The key to improved consistency for Hundley is to maintain this platform on all throws. He has struggled with accuracy on the move because he doesn't reset his shoulders and align his body on the move. This is something the Jaguars (and quarterback coach Jordan Palmer) fixed with Bortles to great early success. Hundley can make this same tweak and will see quick improvements in his accuracy on the run.
The biggest negative in Hundley's game as it was in 2013 is that movement creates a disjointed throwing platform. This is an easy fix with repetition, though, and is only a long-term factor if he cannot adjust his motion on the move.

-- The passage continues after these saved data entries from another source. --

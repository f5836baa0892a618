use std::sync::Arc;
use tokio::time::{interval, Duration, MissedTickBehavior};
use tracing::{debug, info};

use super::state::LiveState;

/// Periodic probe of every viewer session.
///
/// A session that has not answered the previous probe by the next tick is
/// dropped, so a dead connection is detected within one to two periods.
pub struct LivenessMonitor {
    state: Arc<LiveState>,
    period: Duration,
}

impl LivenessMonitor {
    pub fn new(state: Arc<LiveState>, period: Duration) -> Self {
        Self { state, period }
    }

    pub fn start(self) -> tokio::task::JoinHandle<()> {
        info!("Starting liveness monitor (period: {:?})", self.period);

        tokio::spawn(async move {
            let mut ticker = interval(self.period);
            ticker.set_missed_tick_behavior(MissedTickBehavior::Delay);
            // the first tick completes immediately; sessions get a full period first
            ticker.tick().await;

            loop {
                ticker.tick().await;
                let report = self.state.hub().probe_sweep().await;
                if report.evicted > 0 {
                    info!(
                        "Liveness sweep: {} probed, {} evicted",
                        report.probed, report.evicted
                    );
                } else {
                    debug!("Liveness sweep: {} probed", report.probed);
                }
            }
        })
    }
}
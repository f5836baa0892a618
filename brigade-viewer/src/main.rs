use brigade_common::{logging, store};
use brigade_viewer::app::ViewerApp;
use brigade_viewer::config::ViewerConfig;
use brigade_viewer::live::LiveConnection;
use brigade_viewer::poll::PollFallback;
use brigade_viewer::render::TracingRenderer;

use anyhow::Result;
use std::sync::Arc;
use tokio::sync::mpsc;

#[tokio::main]
async fn main() -> Result<()> {
    // Load configuration
    let config = ViewerConfig::load()?;

    // Initialize logging
    let _logging_guard = logging::init_logging(&config.log_dir, "brigade-viewer", &config.log_level)?;

    tracing::info!("Brigade viewer starting...");

    let (events_tx, events_rx) = mpsc::channel(256);
    let mut tasks = Vec::new();

    let connection = Arc::new(LiveConnection::new(
        config.live_url.clone(),
        config.reconnect_interval(),
    ));
    tasks.push(connection.start(events_tx.clone()));

    match &config.store {
        Some(store_config) => {
            let store = store::connect(store_config)?;
            let poll = PollFallback::new(store, config.poll_interval(), config.poll_window());
            tasks.push(poll.start(events_tx.clone()));
        }
        None => tracing::warn!("No [store] configured; polling fallback disabled"),
    }
    drop(events_tx);

    let mut app = ViewerApp::new(TracingRenderer::new(), config.animation_steps);

    tokio::select! {
        _ = app.run(events_rx, config.frame_interval()) => {}
        result = tokio::signal::ctrl_c() => {
            if let Err(e) = result {
                tracing::error!("Failed to listen for shutdown signal: {}", e);
            }
            tracing::info!("Shutdown signal received.");
        }
    }

    for task in tasks {
        task.abort();
    }
    tracing::info!("Viewer stopped with {} markers on the map", app.markers().len());
    Ok(())
}
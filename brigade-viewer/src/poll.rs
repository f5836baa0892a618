use brigade_common::{SharedStore, now_millis, store::latest_per_unit};
use std::time::Duration;
use tokio::sync::mpsc;
use tokio::task::JoinHandle;

use crate::app::ViewerEvent;

/// Periodic read of the durable store, used alongside the live channel so
/// the map stays current while the channel is down.
pub struct PollFallback {
    store: SharedStore,
    interval: Duration,
    window: Duration,
}

impl PollFallback {
    pub fn new(store: SharedStore, interval: Duration, window: Duration) -> Self {
        Self {
            store,
            interval,
            window,
        }
    }

    /// Latest row per unit within the window.
    pub async fn poll_once(&self) -> anyhow::Result<Vec<brigade_common::PositionRecord>> {
        let window_ms = i64::try_from(self.window.as_millis()).unwrap_or(i64::MAX);
        let since = now_millis().saturating_sub(window_ms);
        let rows = self.store.recent_positions(since).await?;
        Ok(latest_per_unit(rows))
    }

    /// The first poll runs immediately.
    pub fn start(self, events: mpsc::Sender<ViewerEvent>) -> JoinHandle<()> {
        tracing::info!(
            "Polling store every {:?} (window: {:?})",
            self.interval,
            self.window
        );

        tokio::spawn(async move {
            let mut ticker = tokio::time::interval(self.interval);
            loop {
                ticker.tick().await;
                match self.poll_once().await {
                    Ok(records) => {
                        tracing::debug!("Poll returned {} units", records.len());
                        if events.send(ViewerEvent::Poll(records)).await.is_err() {
                            return;
                        }
                    }
                    Err(e) => tracing::warn!("Store poll failed: {}", e),
                }
            }
        })
    }
}
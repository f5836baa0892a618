use brigade_common::StoreConfig;
use serde::{Deserialize, Serialize};
use std::time::Duration;

pub const CONFIG_PATH_ENV: &str = "BRIGADE_CONFIG";
pub const DEFAULT_CONFIG_PATH: &str = "config.toml";

#[derive(Debug, Clone, Serialize, Deserialize)]
pub struct BackendConfig {
    #[serde(default = "default_host")]
    pub host: String,

    #[serde(default = "default_port")]
    pub port: u16,

    #[serde(default = "default_log_level")]
    pub log_level: String,

    #[serde(default = "default_log_dir")]
    pub log_dir: String,

    /// Liveness probe period; a session is dropped after missing one full cycle
    #[serde(default = "default_probe_interval_secs")]
    pub probe_interval_secs: u64,

    /// Outbound messages buffered per viewer before it is disconnected
    #[serde(default = "default_session_queue_capacity")]
    pub session_queue_capacity: usize,

    /// Forget units that have not reported for this long. Unset = keep forever.
    #[serde(default)]
    pub unit_ttl_secs: Option<u64>,

    #[serde(default = "default_eviction_interval_secs")]
    pub eviction_interval_secs: u64,

    /// How far back to read the store when seeding the cache at startup
    #[serde(default = "default_warmup_window_minutes")]
    pub warmup_window_minutes: u64,

    #[serde(default = "default_enable_cors")]
    pub enable_cors: bool,

    #[serde(default)]
    pub store: StoreConfig,
}

fn default_host() -> String {
    "0.0.0.0".to_string()
}

fn default_port() -> u16 {
    3000
}

fn default_log_level() -> String {
    "info".to_string()
}

fn default_log_dir() -> String {
    "logs".to_string()
}

fn default_probe_interval_secs() -> u64 {
    30
}

fn default_session_queue_capacity() -> usize {
    256
}

fn default_eviction_interval_secs() -> u64 {
    60
}

fn default_warmup_window_minutes() -> u64 {
    720
}

fn default_enable_cors() -> bool {
    true
}

impl Default for BackendConfig {
    fn default() -> Self {
        Self {
            host: default_host(),
            port: default_port(),
            log_level: default_log_level(),
            log_dir: default_log_dir(),
            probe_interval_secs: default_probe_interval_secs(),
            session_queue_capacity: default_session_queue_capacity(),
            unit_ttl_secs: None,
            eviction_interval_secs: default_eviction_interval_secs(),
            warmup_window_minutes: default_warmup_window_minutes(),
            enable_cors: default_enable_cors(),
            store: StoreConfig::default(),
        }
    }
}

impl BackendConfig {
    pub fn from_file(path: &str) -> anyhow::Result<Self> {
        let content = std::fs::read_to_string(path)
            .map_err(|e| anyhow::anyhow!("Failed to read config file '{}': {}", path, e))?;
        Self::from_toml(&content)
    }

    pub fn from_toml(content: &str) -> anyhow::Result<Self> {
        let config: BackendConfig = toml::from_str(content)
            .map_err(|e| anyhow::anyhow!("Failed to parse config file: {}", e))?;
        config.validate()?;
        Ok(config)
    }

    /// Read the file named by `BRIGADE_CONFIG`, else `config.toml`.
    pub fn load() -> anyhow::Result<Self> {
        let path = std::env::var(CONFIG_PATH_ENV).unwrap_or_else(|_| DEFAULT_CONFIG_PATH.to_string());
        Self::from_file(&path)
    }

    pub fn validate(&self) -> anyhow::Result<()> {
        if self.probe_interval_secs == 0 {
            anyhow::bail!("probe_interval_secs must be greater than zero");
        }
        if self.session_queue_capacity == 0 {
            anyhow::bail!("session_queue_capacity must be greater than zero");
        }
        if self.unit_ttl_secs.is_some() && self.eviction_interval_secs == 0 {
            anyhow::bail!("eviction_interval_secs must be greater than zero when unit_ttl_secs is set");
        }
        Ok(())
    }

    pub fn server_address(&self) -> String {
        format!("{}:{}", self.host, self.port)
    }

    pub fn probe_interval(&self) -> Duration {
        Duration::from_secs(self.probe_interval_secs)
    }

    pub fn unit_ttl(&self) -> Option<Duration> {
        self.unit_ttl_secs.map(Duration::from_secs)
    }

    pub fn warmup_window(&self) -> Duration {
        Duration::from_secs(self.warmup_window_minutes.saturating_mul(60))
    }
}
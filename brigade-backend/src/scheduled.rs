//! Background tasks owned by the backend process:
//! - liveness probing of viewer sessions
//! - optional eviction of units that stopped reporting
//! - one-off cache warm-up from the durable store

use brigade_common::{PositionStore, now_millis, store::latest_per_unit};
use std::sync::Arc;
use std::time::Duration;
use tokio::task::JoinHandle;

use crate::config::BackendConfig;
use crate::live::{LiveState, LivenessMonitor};

/// Configuration for scheduled tasks
#[derive(Debug, Clone)]
pub struct ScheduledTaskConfig {
    /// Liveness probe period
    pub probe_interval: Duration,

    /// Units silent for longer than this are dropped from the cache
    pub unit_ttl: Option<Duration>,

    /// How often the eviction sweep runs
    pub eviction_interval: Duration,
}

impl Default for ScheduledTaskConfig {
    fn default() -> Self {
        Self {
            probe_interval: Duration::from_secs(30),
            unit_ttl: None,
            eviction_interval: Duration::from_secs(60),
        }
    }
}

impl From<&BackendConfig> for ScheduledTaskConfig {
    fn from(config: &BackendConfig) -> Self {
        Self {
            probe_interval: config.probe_interval(),
            unit_ttl: config.unit_ttl(),
            eviction_interval: Duration::from_secs(config.eviction_interval_secs),
        }
    }
}

/// Scheduled task manager
pub struct ScheduledTaskManager {
    config: ScheduledTaskConfig,
    live: Arc<LiveState>,
    task_handles: Vec<JoinHandle<()>>,
}

impl ScheduledTaskManager {
    pub fn new(config: ScheduledTaskConfig, live: Arc<LiveState>) -> Self {
        Self {
            config,
            live,
            task_handles: Vec::new(),
        }
    }

    /// Start all scheduled tasks
    pub fn start_all(&mut self) {
        tracing::info!("Starting scheduled task manager...");

        let monitor = LivenessMonitor::new(self.live.clone(), self.config.probe_interval);
        self.task_handles.push(monitor.start());

        match self.config.unit_ttl {
            Some(ttl) => {
                let handle = self.start_eviction_task(ttl);
                self.task_handles.push(handle);
            }
            None => tracing::info!("Unit eviction disabled; cache keeps every unit seen"),
        }

        tracing::info!("Started {} scheduled tasks", self.task_handles.len());
    }

    fn start_eviction_task(&self, ttl: Duration) -> JoinHandle<()> {
        let live = self.live.clone();
        let period = self.config.eviction_interval;

        tracing::info!(
            "Scheduling unit eviction (ttl: {:?}, interval: {:?})",
            ttl,
            period
        );

        tokio::spawn(async move {
            let mut ticker = tokio::time::interval(period);
            loop {
                ticker.tick().await;
                Self::run_eviction(&live, ttl, now_millis()).await;
            }
        })
    }

    async fn run_eviction(live: &LiveState, ttl: Duration, now_ms: i64) -> usize {
        let ttl_ms = i64::try_from(ttl.as_millis()).unwrap_or(i64::MAX);
        let cutoff = now_ms.saturating_sub(ttl_ms);
        live.evict_stale(cutoff).await.len()
    }

    pub fn task_count(&self) -> usize {
        self.task_handles.len()
    }

    /// Gracefully shutdown all tasks
    pub async fn shutdown(self) {
        tracing::info!("Shutting down scheduled task manager...");

        for handle in self.task_handles {
            handle.abort();
        }

        tracing::info!("All scheduled tasks stopped");
    }
}

/// Seed the cache with the latest stored row of every unit reported within
/// `window`. Failure leaves the cache empty; the server still starts.
pub async fn warm_up_cache(store: &dyn PositionStore, live: &LiveState, window: Duration) -> usize {
    let window_ms = i64::try_from(window.as_millis()).unwrap_or(i64::MAX);
    let since = now_millis().saturating_sub(window_ms);

    match store.recent_positions(since).await {
        Ok(rows) => {
            let row_count = rows.len();
            let units = live.seed(latest_per_unit(rows)).await;
            tracing::info!(
                "Position cache warmed up: {} units from {} stored rows",
                units,
                row_count
            );
            units
        }
        Err(e) => {
            tracing::warn!("Cache warm-up skipped, store not readable: {}", e);
            0
        }
    }
}
use brigade_common::LatLng;

/// Number of frames a marker takes to glide to a new position.
pub const DEFAULT_STEPS: u32 = 15;

/// Linear interpolation between two positions, latitude and longitude
/// independently. `t` is clamped to `[0, 1]`.
pub fn lerp(from: LatLng, to: LatLng, t: f64) -> LatLng {
    let t = t.clamp(0.0, 1.0);
    LatLng::new(
        from.lat + (to.lat - from.lat) * t,
        from.lng + (to.lng - from.lng) * t,
    )
}

/// Fixed-step glide from one position to another.
#[derive(Debug, Clone, Copy, PartialEq)]
pub struct Animation {
    from: LatLng,
    to: LatLng,
    step: u32,
    steps: u32,
}

impl Animation {
    pub fn new(from: LatLng, to: LatLng, steps: u32) -> Self {
        Self {
            from,
            to,
            step: 0,
            steps: steps.max(1),
        }
    }

    /// Advance one frame and return the position to render.
    ///
    /// The last step lands exactly on the destination.
    pub fn advance(&mut self) -> LatLng {
        if self.step < self.steps {
            self.step += 1;
        }
        self.position()
    }

    pub fn position(&self) -> LatLng {
        if self.step >= self.steps {
            return self.to;
        }
        lerp(self.from, self.to, f64::from(self.step) / f64::from(self.steps))
    }

    pub fn is_finished(&self) -> bool {
        self.step >= self.steps
    }
}
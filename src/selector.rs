use crate::errors::RedditError;
use crate::models::CandidatePost;
use crate::traits::PostSource;
use chrono::{DateTime, Duration, Utc};

/// Posts requested per subreddit
pub const LISTING_LIMIT: u32 = 100;

const IMAGE_EXTENSIONS: [&str; 3] = [".jpg", ".jpeg", ".png"];

/// Whether the post links straight to an image file
pub fn is_image_url(url: &str) -> bool {
    let url = url.to_ascii_lowercase();
    IMAGE_EXTENSIONS.iter().any(|ext| url.ends_with(ext))
}

/// Tracks the best candidate seen so far inside a time window
#[derive(Debug)]
pub struct BestCandidate {
    cutoff: DateTime<Utc>,
    best: Option<CandidatePost>,
}

impl BestCandidate {
    pub fn new(now: DateTime<Utc>, window: Duration) -> Self {
        Self {
            cutoff: now - window,
            best: None,
        }
    }

    pub fn qualifies(&self, post: &CandidatePost) -> bool {
        is_image_url(&post.url) && post.created >= self.cutoff
    }

    /// Keeps `post` if it qualifies and strictly beats the current best
    pub fn offer(&mut self, post: CandidatePost) {
        if !self.qualifies(&post) {
            return;
        }
        tracing::debug!("Found {} with score {}", post.url, post.score);

        let better = match self.best {
            Some(ref best) => post.score > best.score,
            None => true,
        };
        if better {
            self.best = Some(post);
        }
    }

    pub fn into_best(self) -> Option<CandidatePost> {
        self.best
    }
}

/// Highest-scoring image post from the last day across `subreddits`.
///
/// A subreddit whose listing fails is skipped. A failed access token
/// refresh ends the search, since every later listing would fail the same way.
pub async fn choose_best_image<S: PostSource>(
    source: &S,
    subreddits: &[String],
    now: DateTime<Utc>,
) -> Result<Option<CandidatePost>, RedditError> {
    let mut tracker = BestCandidate::new(now, Duration::days(1));

    for name in subreddits {
        tracing::info!("Checking subreddit: {}", name);
        match source.new_posts(name, LISTING_LIMIT).await {
            Ok(posts) => posts.into_iter().for_each(|post| tracker.offer(post)),
            Err(e @ RedditError::TokenRefresh(_)) => return Err(e),
            Err(e) => tracing::warn!("Skipping r/{}: {}", name, e),
        }
    }

    Ok(tracker.into_best())
}
use reddit_wallpaper::{
    AuthError, AuthState, Authenticator, BrowserLauncher, CredentialStore, ListenerSettings,
    LoginPath, TokenExchange, TokenGrant,
};
use secrecy::{ExposeSecret, SecretString};
use std::net::{SocketAddr, TcpListener};
use std::path::Path;
use std::sync::Mutex;
use std::sync::atomic::{AtomicUsize, Ordering};
use std::time::Duration;
use tempfile::tempdir;
use url::Url;

/// Accepts exactly one code
struct FakeExchange {
    valid_code: &'static str,
    calls: AtomicUsize,
}

impl FakeExchange {
    fn accepting(valid_code: &'static str) -> Self {
        Self {
            valid_code,
            calls: AtomicUsize::new(0),
        }
    }
}

impl TokenExchange for FakeExchange {
    fn authorize_url(&self, state: &str) -> Result<Url, AuthError> {
        Ok(Url::parse_with_params(
            "https://www.reddit.com/api/v1/authorize",
            &[("client_id", "id"), ("state", state)],
        )
        .unwrap())
    }

    async fn exchange_code(&self, code: &str) -> Result<TokenGrant, AuthError> {
        self.calls.fetch_add(1, Ordering::SeqCst);
        if code == self.valid_code {
            Ok(TokenGrant {
                access_token: SecretString::new("access".to_string()),
                refresh_token: SecretString::new("refresh-from-exchange".to_string()),
            })
        } else {
            Err(AuthError::OAuthError {
                code: "invalid_grant".to_string(),
                description: None,
            })
        }
    }
}

/// Records launches and optionally plays the user approving in the browser
struct FakeBrowser {
    opened: Mutex<Vec<String>>,
    redirect_to: Option<SocketAddr>,
    code: &'static str,
}

impl FakeBrowser {
    fn idle() -> Self {
        Self {
            opened: Mutex::new(Vec::new()),
            redirect_to: None,
            code: "",
        }
    }

    fn approving(listener: SocketAddr, code: &'static str) -> Self {
        Self {
            opened: Mutex::new(Vec::new()),
            redirect_to: Some(listener),
            code,
        }
    }

    fn launches(&self) -> usize {
        self.opened.lock().unwrap().len()
    }
}

impl BrowserLauncher for FakeBrowser {
    fn open(&self, url: &str) -> std::io::Result<()> {
        self.opened.lock().unwrap().push(url.to_string());

        if let Some(addr) = self.redirect_to {
            let state = Url::parse(url)
                .unwrap()
                .query_pairs()
                .find(|(k, _)| k == "state")
                .map(|(_, v)| v.into_owned())
                .unwrap();
            let callback = format!("http://{}/?state={}&code={}", addr, state, self.code);
            tokio::spawn(async move {
                let response = reqwest::get(&callback).await.unwrap();
                assert!(response.status().is_success());
            });
        }
        Ok(())
    }
}

fn free_loopback_addr() -> SocketAddr {
    let listener = TcpListener::bind("127.0.0.1:0").unwrap();
    listener.local_addr().unwrap()
}

fn listener_settings(addr: SocketAddr, attempts: u32) -> ListenerSettings {
    ListenerSettings {
        bind_addr: addr,
        attempts,
        interval: Duration::from_millis(100),
    }
}

fn write_config(path: &Path, contents: &str) {
    std::fs::write(path, contents).unwrap();
}

#[tokio::test]
async fn test_stored_refresh_token_skips_browser_and_exchange() {
    let dir = tempdir().unwrap();
    let path = dir.path().join("config.toml");
    write_config(
        &path,
        "[AUTH]\ncode = \"old\"\n\n[REDDIT]\nrefresh_token = \"stored-refresh\"\n",
    );

    let store = CredentialStore::new(&path);
    let exchange = FakeExchange::accepting("old");
    let browser = FakeBrowser::idle();
    let mut auth = Authenticator::new(
        &store,
        &exchange,
        &browser,
        listener_settings(free_loopback_addr(), 1),
    );

    let session = auth.authenticate().await.unwrap();
    assert_eq!(session.path, LoginPath::StoredRefreshToken);
    assert_eq!(session.refresh_token.expose_secret(), "stored-refresh");
    assert!(session.access_token.is_none());
    assert_eq!(auth.state(), AuthState::Authenticated);
    assert_eq!(exchange.calls.load(Ordering::SeqCst), 0);
    assert_eq!(browser.launches(), 0);
}

#[tokio::test]
async fn test_valid_stored_code_saves_refresh_token() {
    let dir = tempdir().unwrap();
    let path = dir.path().join("config.toml");
    write_config(&path, "[AUTH]\ncode = \"good\"\n\n[SUBREDDITS]\nnames = \"wallpapers\"\n");

    let store = CredentialStore::new(&path);
    let exchange = FakeExchange::accepting("good");
    let browser = FakeBrowser::idle();
    let mut auth = Authenticator::new(
        &store,
        &exchange,
        &browser,
        listener_settings(free_loopback_addr(), 1),
    );

    let session = auth.authenticate().await.unwrap();
    assert_eq!(session.path, LoginPath::StoredCode);
    assert_eq!(browser.launches(), 0);
    assert_eq!(
        store.load_refresh_token().unwrap().unwrap().expose_secret(),
        "refresh-from-exchange"
    );
    // Unrelated sections survive the rewrite
    let contents = std::fs::read_to_string(&path).unwrap();
    assert!(contents.contains("wallpapers"));
}

#[tokio::test]
async fn test_invalid_stored_code_is_deleted_and_fails() {
    let dir = tempdir().unwrap();
    let path = dir.path().join("config.toml");
    write_config(&path, "[AUTH]\ncode = \"stale\"\n");

    let store = CredentialStore::new(&path);
    let exchange = FakeExchange::accepting("fresh");
    let browser = FakeBrowser::idle();
    let mut auth = Authenticator::new(
        &store,
        &exchange,
        &browser,
        listener_settings(free_loopback_addr(), 1),
    );

    let err = auth.authenticate().await.unwrap_err();
    assert!(matches!(err, AuthError::InvalidStoredCode { .. }));
    assert_eq!(auth.state(), AuthState::Failed);
    assert!(store.load_code().unwrap().is_none());
    assert_eq!(browser.launches(), 0);
}

#[tokio::test]
async fn test_browser_flow_persists_code_and_refresh_token() {
    let dir = tempdir().unwrap();
    let path = dir.path().join("config.toml");
    write_config(&path, "[REDDIT]\nclient_id = \"id\"\n");

    let addr = free_loopback_addr();
    let store = CredentialStore::new(&path);
    let exchange = FakeExchange::accepting("from-browser");
    let browser = FakeBrowser::approving(addr, "from-browser");
    let mut auth = Authenticator::new(&store, &exchange, &browser, listener_settings(addr, 50));

    let session = auth.authenticate().await.unwrap();
    assert_eq!(session.path, LoginPath::BrowserFlow);
    assert_eq!(browser.launches(), 1);
    assert_eq!(store.load_code().unwrap().as_deref(), Some("from-browser"));
    assert_eq!(
        store.load_refresh_token().unwrap().unwrap().expose_secret(),
        "refresh-from-exchange"
    );
}

#[tokio::test]
async fn test_browser_flow_times_out_without_callback() {
    let dir = tempdir().unwrap();
    let store = CredentialStore::new(dir.path().join("config.toml"));
    let exchange = FakeExchange::accepting("never");
    let browser = FakeBrowser::idle();
    let mut auth = Authenticator::new(
        &store,
        &exchange,
        &browser,
        listener_settings(free_loopback_addr(), 2),
    );

    let err = auth.authenticate().await.unwrap_err();
    assert!(matches!(err, AuthError::CallbackTimeout { attempts: 2 }));
    assert_eq!(browser.launches(), 1);
    assert_eq!(exchange.calls.load(Ordering::SeqCst), 0);
}

#[tokio::test]
async fn test_browser_flow_exchange_failure_leaves_no_code() {
    let dir = tempdir().unwrap();
    let path = dir.path().join("config.toml");

    let addr = free_loopback_addr();
    let store = CredentialStore::new(&path);
    let exchange = FakeExchange::accepting("something-else");
    let browser = FakeBrowser::approving(addr, "rejected");
    let mut auth = Authenticator::new(&store, &exchange, &browser, listener_settings(addr, 50));

    let err = auth.authenticate().await.unwrap_err();
    assert!(matches!(err, AuthError::CodeExchangeFailed { .. }));
    assert!(store.load_code().unwrap().is_none());
    assert!(store.load_refresh_token().unwrap().is_none());
}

Football Intelligence (FBI)
The popularity of spread offenses in college—be it the Air Raid or the read-option—has led to fewer quarterbacks reading the entire field. Pro-style offenses, like the one run at UCLA, are becoming a rarity, and so too are quarterbacks in college with experience diagnosing coverages.
Hundley handles the complexities of the offense well and works across the entire field when scanning for a target. This is not a one-read offense. This is not a half-field offense. Hundley is expected to work the entire field, and does.
Moving to an NFL offense will not be difficult for Hundley. He will have to adapt to the speed of the pros, just like every other rookie, but from a reads and execution standpoint, he's ready.
Comparisons for Hundley have ranged from Donovan McNabb to Cam Newton, but when I watch the big UCLA quarterback I see a Ryan Tannehill-like athlete. Hundley does seem much further ahead in terms of vision and pocket presence than Tannehill ever was at Texas A&M, but the two passers share a style.
As a runner, Hundley does remind me of Newton, thanks to his power, but he's not an explosive open-field mover.
When looking at Hundley's pocket presence and throwing motion, I see more of a Matt Ryan-type arm. Mix Ryan's accuracy and touch with Tannehill's speed and Newton's power, and you have Hundley.
Heading into the 2014 season, Hundley is one of my favorite players in the draft class, regardless of position. The junior signal-caller has a clear shot at being the No. 1 quarterback and No. 1 overall player taken if his play continues at the high levels seen in 2013.
On a talent grade alone, Hundley looks like a top-five pick.